Exercise prompt
Please reproduce the entries that follow without a single difference.

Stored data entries
========================
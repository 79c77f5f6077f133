use fuzzydev::backends::virtual_input::LoopbackBackend;
use fuzzydev::backends::{Backend, Consumer};
use fuzzydev::capability::CapabilitySet;
use fuzzydev::clock::SteppedClock;
use fuzzydev::codes::{EventType, SYN_REPORT};
use fuzzydev::descriptor::{DescriptorFormat, DeviceIdentity};
use fuzzydev::harness::{CancellationToken, DeviceSession, Harness};
use fuzzydev::stream::{StreamLimits, StreamSynthesizer, StreamTargets};
use fuzzydev::trace::MemoryTrace;
use fuzzydev::FuzzConfig;
use rand::rngs::mock::StepRng;
use rand::rngs::StdRng;
use rand::SeedableRng;
use std::io::Write;
use std::time::Duration;

fn quick_config(iterations: u64) -> FuzzConfig {
    FuzzConfig {
        iterations: Some(iterations),
        iteration_delay_us: 0,
        max_frames: 20,
        ..FuzzConfig::default()
    }
}

fn run_once(seed: u64, config: FuzzConfig) -> MemoryTrace {
    let mut harness = Harness::new(config, Box::new(LoopbackBackend::new())).unwrap();
    let mut trace = MemoryTrace::new();
    let mut clock = SteppedClock::new(Duration::from_secs(10), Duration::from_micros(1_250));
    harness
        .run(
            &mut trace,
            &mut clock,
            &mut StdRng::seed_from_u64(seed),
            &CancellationToken::new(),
        )
        .unwrap();
    trace
}

#[test]
fn same_seed_same_trace() {
    let a = run_once(99, quick_config(4));
    let b = run_once(99, quick_config(4));
    assert_eq!(a.render(), b.render());
    assert_eq!(a.diagnostics.len(), 4);

    let c = run_once(100, quick_config(4));
    assert_ne!(a.render(), c.render());
}

#[test]
fn single_key_device_through_loopback() {
    let mut caps = CapabilitySet::new("fuzzy device 0");
    caps.enable(EventType::KEY, 30, None);

    let mut backend = LoopbackBackend::new();
    let device = backend.create_device(&caps, DeviceIdentity::default()).unwrap();
    let mut consumer = backend.create_consumer().unwrap();
    consumer.assign(device.as_ref()).unwrap();
    let mut session = DeviceSession::new(device, consumer);

    let mut synth = StreamSynthesizer::new(&caps, StreamLimits::default());
    let mut trace = MemoryTrace::new();
    let mut clock = SteppedClock::new(Duration::ZERO, Duration::from_millis(4));
    let mut rng = StdRng::seed_from_u64(5);
    let mut targets = StreamTargets {
        sink: &mut session,
        trace: &mut trace,
        clock: &mut clock,
    };
    for nevents in [3, 0, 5] {
        synth.emit_frame(nevents, &mut targets, &mut rng).unwrap();
    }

    let lines: Vec<&str> = trace.event_lines().collect();
    assert_eq!(lines.len(), 3 + 1 + 0 + 1 + 5 + 1);
    for line in lines.iter().filter(|l| !l.contains("SYN_REPORT")) {
        assert!(line.contains(" 0001 001e 000"), "{line}");
        assert!(line.contains("# EV_KEY / KEY_A "), "{line}");
        assert!(line.ends_with(" 0") || line.ends_with(" 1"), "{line}");
    }
    assert!(lines[3].ends_with(" +0ms"));
    assert!(lines[4].ends_with(" +4ms"));
    assert!(lines[10].ends_with(" +4ms"));
}

#[test]
fn zero_rng_stream_is_empty() {
    let mut caps = CapabilitySet::new("fuzzy device 0");
    caps.enable(EventType::KEY, 0, None);
    let mut backend = LoopbackBackend::new();
    let device = backend.create_device(&caps, DeviceIdentity::default()).unwrap();
    let consumer = backend.create_consumer().unwrap();
    let mut session = DeviceSession::new(device, consumer);

    let mut synth = StreamSynthesizer::new(&caps, StreamLimits::default());
    let mut trace = MemoryTrace::new();
    let mut clock = SteppedClock::new(Duration::ZERO, Duration::from_millis(1));
    let report = synth
        .run(
            &mut StreamTargets {
                sink: &mut session,
                trace: &mut trace,
                clock: &mut clock,
            },
            &mut StepRng::new(0, 0),
        )
        .unwrap();

    assert!(report.frames.is_empty());
    assert!(trace.output.is_empty());
}

#[test]
fn json_descriptors_parse() {
    let config = FuzzConfig {
        descriptor_format: DescriptorFormat::Json,
        ..quick_config(1)
    };
    let trace = run_once(7, config);
    let descriptor: serde_json::Value = serde_json::from_str(&trace.output[1]).unwrap();
    assert_eq!(descriptor["name"], "fuzzy device 0");
    assert!(descriptor["capabilities"].as_array().is_some_and(|c| !c.is_empty()));
}

#[test]
fn every_frame_ends_with_a_sync_line() {
    let trace = run_once(3, quick_config(3));
    let is_event = |entry: &str| entry.starts_with("E: ");

    // Wherever a run of event lines ends, the last one closes a frame.
    for pair in trace.output.windows(2) {
        if is_event(&pair[0]) && !is_event(&pair[1]) {
            assert!(pair[0].contains("SYN_REPORT"), "{}", pair[0]);
        }
    }
    if let Some(last) = trace.output.last().filter(|l| is_event(l)) {
        assert!(last.contains(&format!("SYN_REPORT ({SYN_REPORT})")), "{last}");
    }
}

#[test]
fn config_file_drives_the_harness() {
    let mut file = tempfile::NamedTempFile::new().unwrap();
    writeln!(
        file,
        "device_name_prefix = \"soak\"\niterations = 2\niteration_delay_us = 0\nmax_frames = 3"
    )
    .unwrap();
    let config = FuzzConfig::load(file.path()).unwrap();

    let trace = run_once(11, config);
    assert_eq!(trace.diagnostics.len(), 2);
    assert!(trace.diagnostics[1].contains("soak 1"));
}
========================
Response to the task
repository 79c77f5f6077f133
use fuzzydev::backends::virtual_input::LoopbackBackend;
use fuzzydev::backends::{Backend, Consumer};
use fuzzydev::capability::CapabilitySet;
use fuzzydev::clock::SteppedClock;
use fuzzydev::codes::{EventType, SYN_REPORT};
use fuzzydev::descriptor::{DescriptorFormat, DeviceIdentity};
use fuzzydev::harness::{CancellationToken, DeviceSession, Harness};
use fuzzydev::stream::{StreamLimits, StreamSynthesizer, StreamTargets};
use fuzzydev::trace::MemoryTrace;
use fuzzydev::FuzzConfig;
use rand::rngs::mock::StepRng;
use rand::rngs::StdRng;
use rand::SeedableRng;
use std::io::Write;
use std::time::Duration;

fn quick_config(iterations: u64) -> FuzzConfig {
    FuzzConfig {
        iterations: Some(iterations),
        iteration_delay_us: 0,
        max_frames: 20,
        ..FuzzConfig::default()
    }
}

fn run_once(seed: u64, config: FuzzConfig) -> MemoryTrace {
    let mut harness = Harness::new(config, Box::new(LoopbackBackend::new())).unwrap();
    let mut trace = MemoryTrace::new();
    let mut clock = SteppedClock::new(Duration::from_secs(10), Duration::from_micros(1_250));
    harness
        .run(
            &mut trace,
            &mut clock,
            &mut StdRng::seed_from_u64(seed),
            &CancellationToken::new(),
        )
        .unwrap();
    trace
}

#[test]
fn same_seed_same_trace() {
    let a = run_once(99, quick_config(4));
    let b = run_once(99, quick_config(4));
    assert_eq!(a.render(), b.render());
    assert_eq!(a.diagnostics.len(), 4);

    let c = run_once(100, quick_config(4));
    assert_ne!(a.render(), c.render());
}

#[test]
fn single_key_device_through_loopback() {
    let mut caps = CapabilitySet::new("fuzzy device 0");
    caps.enable(EventType::KEY, 30, None);

    let mut backend = LoopbackBackend::new();
    let device = backend.create_device(&caps, DeviceIdentity::default()).unwrap();
    let mut consumer = backend.create_consumer().unwrap();
    consumer.assign(device.as_ref()).unwrap();
    let mut session = DeviceSession::new(device, consumer);

    let mut synth = StreamSynthesizer::new(&caps, StreamLimits::default());
    let mut trace = MemoryTrace::new();
    let mut clock = SteppedClock::new(Duration::ZERO, Duration::from_millis(4));
    let mut rng = StdRng::seed_from_u64(5);
    let mut targets = StreamTargets {
        sink: &mut session,
        trace: &mut trace,
        clock: &mut clock,
    };
    for nevents in [3, 0, 5] {
        synth.emit_frame(nevents, &mut targets, &mut rng).unwrap();
    }

    let lines: Vec<&str> = trace.event_lines().collect();
    assert_eq!(lines.len(), 3 + 1 + 0 + 1 + 5 + 1);
    for line in lines.iter().filter(|l| !l.contains("SYN_REPORT")) {
        assert!(line.contains(" 0001 001e 000"), "{line}");
        assert!(line.contains("# EV_KEY / KEY_A "), "{line}");
        assert!(line.ends_with(" 0") || line.ends_with(" 1"), "{line}");
    }
    assert!(lines[3].ends_with(" +0ms"));
    assert!(lines[4].ends_with(" +4ms"));
    assert!(lines[10].ends_with(" +4ms"));
}

#[test]
fn zero_rng_stream_is_empty() {
    let mut caps = CapabilitySet::new("fuzzy device 0");
    caps.enable(EventType::KEY, 0, None);
    let mut backend = LoopbackBackend::new();
    let device = backend.create_device(&caps, DeviceIdentity::default()).unwrap();
    let consumer = backend.create_consumer().unwrap();
    let mut session = DeviceSession::new(device, consumer);

    let mut synth = StreamSynthesizer::new(&caps, StreamLimits::default());
    let mut trace = MemoryTrace::new();
    let mut clock = SteppedClock::new(Duration::ZERO, Duration::from_millis(1));
    let report = synth
        .run(
            &mut StreamTargets {
                sink: &mut session,
                trace: &mut trace,
                clock: &mut clock,
            },
            &mut StepRng::new(0, 0),
        )
        .unwrap();

    assert!(report.frames.is_empty());
    assert!(trace.output.is_empty());
}

#[test]
fn json_descriptors_parse() {
    let config = FuzzConfig {
        descriptor_format: DescriptorFormat::Json,
        ..quick_config(1)
    };
    let trace = run_once(7, config);
    let descriptor: serde_json::Value = serde_json::from_str(&trace.output[1]).unwrap();
    assert_eq!(descriptor["name"], "fuzzy device 0");
    assert!(descriptor["capabilities"].as_array().is_some_and(|c| !c.is_empty()));
}

#[test]
fn every_frame_ends_with_a_sync_line() {
    let trace = run_once(3, quick_config(3));
    let is_event = |entry: &str| entry.starts_with("E: ");

    // Wherever a run of event lines ends, the last one closes a frame.
    for pair in trace.output.windows(2) {
        if is_event(&pair[0]) && !is_event(&pair[1]) {
            assert!(pair[0].contains("SYN_REPORT"), "{}", pair[0]);
        }
    }
    if let Some(last) = trace.output.last().filter(|l| is_event(l)) {
        assert!(last.contains(&format!("SYN_REPORT ({SYN_REPORT})")), "{last}");
    }
}

#[test]
fn config_file_drives_the_harness() {
    let mut file = tempfile::NamedTempFile::new().unwrap();
    writeln!(
        file,
        "device_name_prefix = \"soak\"\niterations = 2\niteration_delay_us = 0\nmax_frames = 3"
    )
    .unwrap();
    let config = FuzzConfig::load(file.path()).unwrap();

    let trace = run_once(11, config);
    assert_eq!(trace.diagnostics.len(), 2);
    assert!(trace.diagnostics[1].contains("soak 1"));
}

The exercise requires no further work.